Böylelikle “Osmanlı’da kilise, cami ve sinagog yüzlerce yıldır yanyana yaşamış”, “Batı hoşgörüyü bizden öğrensin” teranesini geveleyip, üstüne Mevlana’nın Divanı Kebir’inden iki üç cümle sıralandı mı Avrupalı kefere, engin hoşgörümüz konusunda ikna dahi edilebilirdi.
Diyanet’in yeni hizmet politikaları!
The Marmara Oteli’nde düzenlenen şura’nın açış konuşmasını DiB Başkanı M. Nuri Yılmaz yaptı. Yılmaz, toplantının amaçlarını; “Helsinki Zirvesi’yle başlayan yeni süreçte, Başkanlık olarak uyum çalışmalarına katkıda bulunmak, hizmet politikalarımızı gözden geçirerek uyumu kolaylaştıracak boyutlara ulaştırmak, toplumumuzun beklentilerine cevap verebilecek hizmet ve faaliyetleri tesbit etmek, bu doğrultuda yeni hedefler belirlemek, Avrupa Birliği, Avrupa Birliği ile ilişkiler, Avrupa ve ülkemizde dini hayat, dini alanlarda karşılaşılan problemler, arayışlar ve çözüm yolları, yeni yüzyılda dinin anlatım metodu, din-siyaset ilişkisi ve insan hakları gibi konuları görüşüp müzakere etmek, dinler arası diyalog çalışmalarını daha da pekiştirmek” şeklinde özetledi.

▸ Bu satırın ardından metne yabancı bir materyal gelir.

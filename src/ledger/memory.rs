//! In-memory credit ledger (non-persistent).

use super::{AccountSnapshot, CreditLedger, LedgerBook, LedgerError};
use async_trait::async_trait;
use tokio::sync::RwLock;

#[derive(Default)]
pub struct InMemoryLedger {
    book: RwLock<LedgerBook>,
}

impl InMemoryLedger {
    pub fn new() -> Self {
        Self::default()
    }
}

#[async_trait]
impl CreditLedger for InMemoryLedger {
    fn is_persistent(&self) -> bool {
        false
    }

    async fn open_account(&self, credential: &str, initial: u64) -> Result<bool, LedgerError> {
        Ok(self.book.write().await.open(credential, initial))
    }

    async fn has_account(&self, credential: &str) -> bool {
        self.book.read().await.contains(credential)
    }

    async fn get_balance(&self, credential: &str) -> Result<u64, LedgerError> {
        Ok(self.book.read().await.snapshot(credential)?.balance)
    }

    async fn snapshot(&self, credential: &str) -> Result<AccountSnapshot, LedgerError> {
        self.book.read().await.snapshot(credential)
    }

    async fn add_credits(&self, credential: &str, amount: u64) -> Result<u64, LedgerError> {
        self.book.write().await.add(credential, amount)
    }

    async fn charge_one(&self, credential: &str) -> Result<bool, LedgerError> {
        self.book.write().await.charge_one(credential)
    }

    async fn hold(&self, credential: &str, count: u64) -> Result<bool, LedgerError> {
        self.book.write().await.hold(credential, count)
    }

    async fn capture_one(&self, credential: &str) -> Result<(), LedgerError> {
        self.book.write().await.capture_one(credential)
    }

    async fn release(&self, credential: &str, count: u64) -> Result<(), LedgerError> {
        self.book.write().await.release(credential, count)
    }
}
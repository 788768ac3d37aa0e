//! Scripted upstream used by engine and API tests.

use std::collections::{HashMap, VecDeque};
use std::sync::atomic::{AtomicUsize, Ordering};
use std::sync::{Arc, Mutex};
use std::time::Duration;

use async_trait::async_trait;
use tokio::sync::Notify;

use super::{ProbeReport, UpstreamClient, UpstreamError, UpstreamOutcome, UpstreamStep};

#[derive(Clone)]
pub(crate) enum Reply {
    Step(UpstreamStep),
    Fail(UpstreamError),
    /// Signal `entered`, wait for `release`, then answer with the step.
    Gated {
        entered: Arc<Notify>,
        release: Arc<Notify>,
        then: UpstreamStep,
    },
}

/// Replies are consumed per verification id; the last one repeats forever.
/// Ids without a script answer with the default reply.
pub(crate) struct ScriptedUpstream {
    scripts: Mutex<HashMap<String, VecDeque<Reply>>>,
    default: Reply,
    latency: Duration,
    calls: Mutex<HashMap<String, usize>>,
    in_flight: AtomicUsize,
    max_in_flight: AtomicUsize,
}

impl ScriptedUpstream {
    pub(crate) fn new(default: Reply) -> Self {
        Self {
            scripts: Mutex::new(HashMap::new()),
            default,
            latency: Duration::ZERO,
            calls: Mutex::new(HashMap::new()),
            in_flight: AtomicUsize::new(0),
            max_in_flight: AtomicUsize::new(0),
        }
    }

    pub(crate) fn succeeding() -> Self {
        Self::new(Reply::Step(UpstreamStep::Success))
    }

    pub(crate) fn with_latency(mut self, latency: Duration) -> Self {
        self.latency = latency;
        self
    }

    pub(crate) fn script(&self, verification_id: &str, replies: Vec<Reply>) {
        self.scripts
            .lock()
            .unwrap()
            .insert(verification_id.to_string(), replies.into());
    }

    pub(crate) fn calls(&self, verification_id: &str) -> usize {
        self.calls
            .lock()
            .unwrap()
            .get(verification_id)
            .copied()
            .unwrap_or(0)
    }

    pub(crate) fn max_in_flight(&self) -> usize {
        self.max_in_flight.load(Ordering::SeqCst)
    }

    fn next_reply(&self, verification_id: &str) -> Reply {
        let mut scripts = self.scripts.lock().unwrap();
        match scripts.get_mut(verification_id) {
            Some(queue) if queue.len() > 1 => queue.pop_front().unwrap_or_else(|| self.default.clone()),
            Some(queue) => queue.front().cloned().unwrap_or_else(|| self.default.clone()),
            None => self.default.clone(),
        }
    }
}

fn outcome(step: UpstreamStep) -> UpstreamOutcome {
    let (label, detail, redeem_url) = match step {
        UpstreamStep::Success => ("success", None, Some("https://offers.example/redeem".to_string())),
        UpstreamStep::Failed => ("error", Some("verification rejected".to_string()), None),
        UpstreamStep::Ineligible => ("docUpload", Some("documents required".to_string()), None),
        UpstreamStep::AwaitingConfirmation => ("emailLoop", None, None),
    };
    UpstreamOutcome {
        step,
        label: label.to_string(),
        detail,
        redeem_url,
    }
}

#[async_trait]
impl UpstreamClient for ScriptedUpstream {
    async fn probe(&self) -> ProbeReport {
        ProbeReport {
            available: true,
            status_code: Some(200),
            latency_ms: self.latency.as_millis() as u64,
            error: None,
        }
    }

    async fn verify(&self, verification_id: &str) -> Result<UpstreamOutcome, UpstreamError> {
        *self
            .calls
            .lock()
            .unwrap()
            .entry(verification_id.to_string())
            .or_insert(0) += 1;
        let now = self.in_flight.fetch_add(1, Ordering::SeqCst) + 1;
        self.max_in_flight.fetch_max(now, Ordering::SeqCst);

        if !self.latency.is_zero() {
            tokio::time::sleep(self.latency).await;
        }
        let result = match self.next_reply(verification_id) {
            Reply::Step(step) => Ok(outcome(step)),
            Reply::Fail(err) => Err(err),
            Reply::Gated {
                entered,
                release,
                then,
            } => {
                entered.notify_one();
                release.notified().await;
                Ok(outcome(then))
            }
        };

        self.in_flight.fetch_sub(1, Ordering::SeqCst);
        result
    }
}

Yılmaz, “ülkemizde dini hayat”tan sadece kendisi gibi inananları kastedip, “laik” memlekette yıllardır hukuk mücadelesi veren Alevi yurttaşların taleplerine “aramızda bir fark yokki! Onlar da bizim kardeşlerimiz” şeklinde başlayıp, “eğer müslümansanız niye namaz kılmıyorsunuz? Niye hacca gitmiyorsunuz? Niye ramazan da oruç tutmuyorsunuz?” şeklinde uzayıp giden şahane demagoji ile yıllar yılı kulak tıkadığından, bu talepleri dinleyip de “hizmet politikalarını gözden geçirme” babında herhangi bir diyaloğa filan girmeyi gereksiz ve hatta topluma “nifak sokma” olarak algılıyor olmalıydı ki konuşmasında bu konuya değinmedi.

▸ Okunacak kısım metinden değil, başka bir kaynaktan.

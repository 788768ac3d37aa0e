//! Verification tasks: storage, execution, batching, and cancellation.

mod batch;
mod cancel;
mod engine;
mod store;
mod sweeper;
mod types;

pub use batch::{BatchCoordinator, BatchItem, BatchResult};
pub use cancel::{CancelResult, CancellationRegistry};
pub use engine::{EngineError, TaskEngine, CANCEL_REQUESTED_STEP};
pub use store::{InMemoryTaskStore, SharedTaskStore, StoreError, TaskStore};
pub use sweeper::start_sweeper;
pub use types::{TaskOutcome, TaskRecord, TaskResultView, TaskStatus, TaskView};
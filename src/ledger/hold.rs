//! RAII guard over reserved credits.
//!
//! A hold is taken when work is admitted and must end in exactly one of
//! `capture` (charge) or `release` (no charge) per reserved credit. A guard
//! dropped with credits still reserved releases them in the background.

use super::{LedgerError, SharedLedger};
use std::sync::Arc;

pub struct CreditHold {
    ledger: SharedLedger,
    credential: String,
    remaining: u64,
}

impl CreditHold {
    /// Reserve `count` credits. `Ok(None)` means the unreserved balance is too low.
    pub async fn acquire(
        ledger: &SharedLedger,
        credential: &str,
        count: u64,
    ) -> Result<Option<Self>, LedgerError> {
        if !ledger.hold(credential, count).await? {
            return Ok(None);
        }
        Ok(Some(Self {
            ledger: Arc::clone(ledger),
            credential: credential.to_string(),
            remaining: count,
        }))
    }

    /// Move one reserved credit into its own guard.
    pub fn split_one(&mut self) -> Option<CreditHold> {
        if self.remaining == 0 {
            return None;
        }
        self.remaining -= 1;
        Some(CreditHold {
            ledger: Arc::clone(&self.ledger),
            credential: self.credential.clone(),
            remaining: 1,
        })
    }

    /// Charge one reserved credit.
    pub async fn capture_one(&mut self) -> Result<(), LedgerError> {
        if self.remaining == 0 {
            return Err(LedgerError::NoHold);
        }
        self.ledger.capture_one(&self.credential).await?;
        self.remaining -= 1;
        Ok(())
    }

    /// Give back every reserved credit without charging.
    pub async fn release(mut self) {
        let count = std::mem::take(&mut self.remaining);
        if count == 0 {
            return;
        }
        if let Err(err) = self.ledger.release(&self.credential, count).await {
            tracing::error!(count, error = %err, "Failed to release credit hold");
        }
    }
}

impl Drop for CreditHold {
    fn drop(&mut self) {
        if self.remaining == 0 {
            return;
        }
        let ledger = Arc::clone(&self.ledger);
        let credential = std::mem::take(&mut self.credential);
        let count = std::mem::take(&mut self.remaining);
        match tokio::runtime::Handle::try_current() {
            Ok(handle) => {
                handle.spawn(async move {
                    if let Err(err) = ledger.release(&credential, count).await {
                        tracing::error!(count, error = %err, "Failed to release dropped credit hold");
                    }
                });
            }
            Err(_) => {
                tracing::warn!(count, "Credit hold dropped outside a runtime; reservation leaked");
            }
        }
    }
}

Ecevit’ten tarih dersleri!
Alevilerin ardarda cemevlerini inşa ettiği, eşitlik talepleriyle devlet kapısını aşındırdığı günlerde istanbul’un orta yerinde düzenlenen şura’da Avrupa’ya “hoşgörü” dersi veren siyasetçilerimiz arasında Başbakan Bülent Ecevit en ön sıradaydı. Daha geçen yıl ki seçim bildirgelerinde farklı inançların Diyanet bünyesinde yer alacağını vaadeden Ecevit, şura’nın açılışında yaptığı konuşmada ise, Sünni islam’ı vatandaşa tek tip bir üniforma gibi dayatıp, toplumun dinini-imanını tayine soyunan DiB’in yarattığı sorunlara değinerek yararlı bir tartışmayı başlatmak yerine, Avrupa ile derin tarih polemiklerine girerek Diyanet bürokratlarının yüreğine su serpti.

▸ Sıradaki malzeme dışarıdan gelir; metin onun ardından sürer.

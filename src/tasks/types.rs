//! Task record, status state machine, and the client-facing view.

use chrono::{DateTime, Utc};
use serde::{Deserialize, Serialize};
use uuid::Uuid;

use crate::util::mask_identifier;

/// Status of a verification task.
///
/// # State Machine
/// ```text
/// Pending -> Processing -> Polling -> Polling (self-loop)
///                   |          |
///                   +----------+--> Completed
/// any non-terminal ------------+--> Error
/// any non-terminal ------------+--> Cancelled
/// ```
#[derive(Debug, Clone, Copy, PartialEq, Eq, Hash, Serialize, Deserialize)]
#[serde(rename_all = "snake_case")]
pub enum TaskStatus {
    Pending,
    Processing,
    Polling,
    Completed,
    Error,
    Cancelled,
}

impl TaskStatus {
    pub fn is_terminal(self) -> bool {
        matches!(
            self,
            TaskStatus::Completed | TaskStatus::Error | TaskStatus::Cancelled
        )
    }

    pub fn can_transition_to(self, next: TaskStatus) -> bool {
        use TaskStatus::*;
        match (self, next) {
            (Pending, Processing) => true,
            (Processing, Polling) | (Polling, Polling) => true,
            (Processing, Completed) | (Polling, Completed) => true,
            (from, Error) | (from, Cancelled) => !from.is_terminal(),
            _ => false,
        }
    }

    pub fn as_str(self) -> &'static str {
        match self {
            TaskStatus::Pending => "pending",
            TaskStatus::Processing => "processing",
            TaskStatus::Polling => "polling",
            TaskStatus::Completed => "completed",
            TaskStatus::Error => "error",
            TaskStatus::Cancelled => "cancelled",
        }
    }
}

impl std::fmt::Display for TaskStatus {
    fn fmt(&self, f: &mut std::fmt::Formatter<'_>) -> std::fmt::Result {
        f.write_str(self.as_str())
    }
}

/// Terminal payload of a task.
#[derive(Debug, Clone, PartialEq, Eq, Serialize, Deserialize)]
pub struct TaskOutcome {
    pub success: bool,
    pub redeem_url: Option<String>,
    pub detail: Option<String>,
    /// Whether settlement charged a credit for this task
    pub charged: bool,
}

impl TaskOutcome {
    pub fn failure(detail: impl Into<String>) -> Self {
        Self {
            success: false,
            redeem_url: None,
            detail: Some(detail.into()),
            charged: false,
        }
    }
}

/// A task as held by the task store.
#[derive(Debug, Clone, PartialEq, Eq)]
pub struct TaskRecord {
    pub id: Uuid,
    /// Owning credential (API key)
    pub credential: String,
    /// Normalised verification identifier
    pub verification_id: String,
    pub status: TaskStatus,
    /// Free-form progress marker
    pub current_step: String,
    pub created_at: DateTime<Utc>,
    pub updated_at: DateTime<Utc>,
    pub finished_at: Option<DateTime<Utc>>,
    pub outcome: Option<TaskOutcome>,
}

impl TaskRecord {
    pub fn new(credential: &str, verification_id: &str) -> Self {
        let now = Utc::now();
        Self {
            id: Uuid::new_v4(),
            credential: credential.to_string(),
            verification_id: verification_id.to_string(),
            status: TaskStatus::Pending,
            current_step: TaskStatus::Pending.as_str().to_string(),
            created_at: now,
            updated_at: now,
            finished_at: None,
            outcome: None,
        }
    }

    pub fn view(&self) -> TaskView {
        TaskView {
            task_id: self.id,
            verification_id: mask_identifier(&self.verification_id),
            status: self.status,
            current_step: self.current_step.clone(),
            created_at: self.created_at,
            updated_at: self.updated_at,
            result: self.outcome.as_ref().map(|o| TaskResultView {
                success: o.success,
                redeem_url: o.redeem_url.clone(),
                error: if o.success { None } else { o.detail.clone() },
                credits_charged: u64::from(o.charged),
            }),
        }
    }
}

/// What `/verify/status/{task_id}` returns.
#[derive(Debug, Clone, PartialEq, Eq, Serialize)]
pub struct TaskView {
    pub task_id: Uuid,
    pub verification_id: String,
    pub status: TaskStatus,
    pub current_step: String,
    pub created_at: DateTime<Utc>,
    pub updated_at: DateTime<Utc>,
    #[serde(skip_serializing_if = "Option::is_none")]
    pub result: Option<TaskResultView>,
}

#[derive(Debug, Clone, PartialEq, Eq, Serialize)]
pub struct TaskResultView {
    pub success: bool,
    #[serde(skip_serializing_if = "Option::is_none")]
    pub redeem_url: Option<String>,
    #[serde(skip_serializing_if = "Option::is_none")]
    pub error: Option<String>,
    pub credits_charged: u64,
}

#[cfg(test)]
mod tests {
    use super::*;
    use TaskStatus::*;

    #[test]
    fn allowed_transitions() {
        assert!(Pending.can_transition_to(Processing));
        assert!(Processing.can_transition_to(Polling));
        assert!(Polling.can_transition_to(Polling));
        assert!(Processing.can_transition_to(Completed));
        assert!(Polling.can_transition_to(Completed));
        for from in [Pending, Processing, Polling] {
            assert!(from.can_transition_to(Error));
            assert!(from.can_transition_to(Cancelled));
        }
    }

    #[test]
    fn rejected_transitions() {
        assert!(!Pending.can_transition_to(Completed));
        assert!(!Pending.can_transition_to(Polling));
        assert!(!Polling.can_transition_to(Processing));
        for from in [Completed, Error, Cancelled] {
            for to in [Pending, Processing, Polling, Completed, Error, Cancelled] {
                assert!(!from.can_transition_to(to), "{} -> {}", from, to);
            }
        }
    }

    #[test]
    fn view_masks_identifier_and_hides_success_detail() {
        let mut record = TaskRecord::new("key", "65a1f0c2b3d4e5f60718293a");
        record.status = Completed;
        record.outcome = Some(TaskOutcome {
            success: true,
            redeem_url: Some("https://r.example".to_string()),
            detail: Some("ok".to_string()),
            charged: true,
        });
        let view = record.view();
        assert_eq!(view.verification_id, "65a1f0****293a");
        let result = view.result.unwrap();
        assert!(result.error.is_none());
        assert_eq!(result.credits_charged, 1);
    }

    #[test]
    fn status_serializes_snake_case() {
        assert_eq!(serde_json::to_value(Polling).unwrap(), serde_json::json!("polling"));
    }
}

“Türkler yaklaşık 600 yıldır Avrupa’nın etkin bir unsurudur. Avrupa’nın büyük bir bölümü yüzlerce yıl Osmanlı Türk egemenliğinde yaşamıştır. Osmanlı egemenlğindeki bütün toplumlar kendi dinlerine, mezheplerine ve dillerine, hiç bir baskı altında kalmaksızın sahip çıkmışlardır” diyerek resmi tarihin temel savlarını ardarda sıralayan Başbakan’ın konuşması, Doğu’da varolmuş tasavvufi geleneği Osmanlı’nın ve günümüz Türkiye’sinin belirleyici zihniyeti imiş gibi sunarak yüceltmekten ibaret idi.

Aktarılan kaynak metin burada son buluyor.